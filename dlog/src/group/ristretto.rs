//! The Ristretto prime-order group over Curve25519, from the
//! `curve25519-dalek` library.

use super::DlogGroup;
use crate::errors::Error;
use curve25519_dalek::{
    constants::RISTRETTO_BASEPOINT_POINT,
    ristretto::{CompressedRistretto, RistrettoPoint},
    scalar::Scalar,
    traits::Identity,
};
use num_bigint::BigUint;
use rand::{CryptoRng, Rng};

// 2^252 + 27742317777372353535851937790883648493
const ORDER_HEX: &[u8] = b"1000000000000000000000000000000014def9dea2f79cd65812631a5cf5d3ed";

/// The Ristretto group. Every `RistrettoPoint` is a member, so membership
/// checks reduce to canonical decoding.
#[derive(Clone, Debug)]
pub struct RistrettoGroup {
    order: BigUint,
}

impl RistrettoGroup {
    /// Create the group.
    pub fn new() -> Self {
        let order = BigUint::parse_bytes(ORDER_HEX, 16).expect("well-formed order constant");
        Self { order }
    }

    fn scalar(&self, exponent: &BigUint) -> Scalar {
        let reduced = exponent % &self.order;
        let mut bytes = [0u8; 32];
        let le = reduced.to_bytes_le();
        bytes[..le.len()].copy_from_slice(&le);
        Scalar::from_bytes_mod_order(bytes)
    }
}

impl Default for RistrettoGroup {
    fn default() -> Self {
        Self::new()
    }
}

impl DlogGroup for RistrettoGroup {
    type Element = RistrettoPoint;

    fn name(&self) -> String {
        "ristretto255".to_string()
    }

    fn generator(&self) -> RistrettoPoint {
        RISTRETTO_BASEPOINT_POINT
    }

    fn order(&self) -> &BigUint {
        &self.order
    }

    fn identity(&self) -> RistrettoPoint {
        RistrettoPoint::identity()
    }

    fn exponentiate(&self, base: &RistrettoPoint, exponent: &BigUint) -> RistrettoPoint {
        base * self.scalar(exponent)
    }

    fn multiply(&self, a: &RistrettoPoint, b: &RistrettoPoint) -> RistrettoPoint {
        a + b
    }

    fn inverse(&self, a: &RistrettoPoint) -> RistrettoPoint {
        -a
    }

    fn is_member(&self, _: &RistrettoPoint) -> bool {
        true
    }

    fn is_ddh_hard(&self) -> bool {
        true
    }

    fn random_element<R: Rng + CryptoRng>(&self, rng: &mut R) -> RistrettoPoint {
        RistrettoPoint::random(rng)
    }

    fn encode(&self, e: &RistrettoPoint) -> Vec<u8> {
        e.compress().to_bytes().to_vec()
    }

    fn decode(&self, bytes: &[u8], _checked: bool) -> Result<RistrettoPoint, Error> {
        let data: [u8; 32] = bytes.try_into().map_err(|_| {
            Error::InvalidEncoding(format!("expected 32 bytes, got {}", bytes.len()))
        })?;
        CompressedRistretto(data).decompress().ok_or_else(|| {
            Error::InvalidEncoding("unable to decompress ristretto point".to_string())
        })
    }
}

**YOUR GOAL**. Quote the line that contains "fn identity(&self) ->" and each line after it through the end of the data, exactly, leaving out everything else.

**FINISHED TASK**.
    fn identity(&self) -> RistrettoPoint {
        RistrettoPoint::identity()
    }

    fn exponentiate(&self, base: &RistrettoPoint, exponent: &BigUint) -> RistrettoPoint {
        base * self.scalar(exponent)
    }

    fn multiply(&self, a: &RistrettoPoint, b: &RistrettoPoint) -> RistrettoPoint {
        a + b
    }

    fn inverse(&self, a: &RistrettoPoint) -> RistrettoPoint {
        -a
    }

    fn is_member(&self, _: &RistrettoPoint) -> bool {
        true
    }

    fn is_ddh_hard(&self) -> bool {
        true
    }

    fn random_element<R: Rng + CryptoRng>(&self, rng: &mut R) -> RistrettoPoint {
        RistrettoPoint::random(rng)
    }

    fn encode(&self, e: &RistrettoPoint) -> Vec<u8> {
        e.compress().to_bytes().to_vec()
    }

    fn decode(&self, bytes: &[u8], _checked: bool) -> Result<RistrettoPoint, Error> {
        let data: [u8; 32] = bytes.try_into().map_err(|_| {
            Error::InvalidEncoding(format!("expected 32 bytes, got {}", bytes.len()))
        })?;
        CompressedRistretto(data).decompress().ok_or_else(|| {
            Error::InvalidEncoding("unable to decompress ristretto point".to_string())
        })
    }
}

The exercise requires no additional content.